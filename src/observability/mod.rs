//! Observability subsystem.
//!
//! # Data Flow
//! ```text
//! Engine composition and request handling produce:
//!     → logging.rs (structured log events)
//!     → metrics.rs (counters, histograms per endpoint)
//!     → tracing.rs (request spans labelled with the service identifier)
//!
//! Consumers:
//!     → Log aggregation (stdout)
//!     → Metrics endpoint (Prometheus scrape)
//! ```
//!
//! # Design Decisions
//! - Structured logging for machine parsing
//! - Request ID flows through every request span
//! - Fallback handlers are instrumented exactly like routed endpoints

pub mod logging;
pub mod metrics;
pub mod tracing;

pub use self::tracing::{Telemetry, TelemetryGuard, TRACE_SERVICE_NAME};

==================================================

> What needs to be done:
Your task is to reproduce exactly the lines that begin at the line containing "# Design Decisions" and end at the final line of the data above.

> Result for this exercise:
//! # Design Decisions
//! - Structured logging for machine parsing
//! - Request ID flows through every request span
//! - Fallback handlers are instrumented exactly like routed endpoints

pub mod logging;
pub mod metrics;
pub mod tracing;

pub use self::tracing::{Telemetry, TelemetryGuard, TRACE_SERVICE_NAME};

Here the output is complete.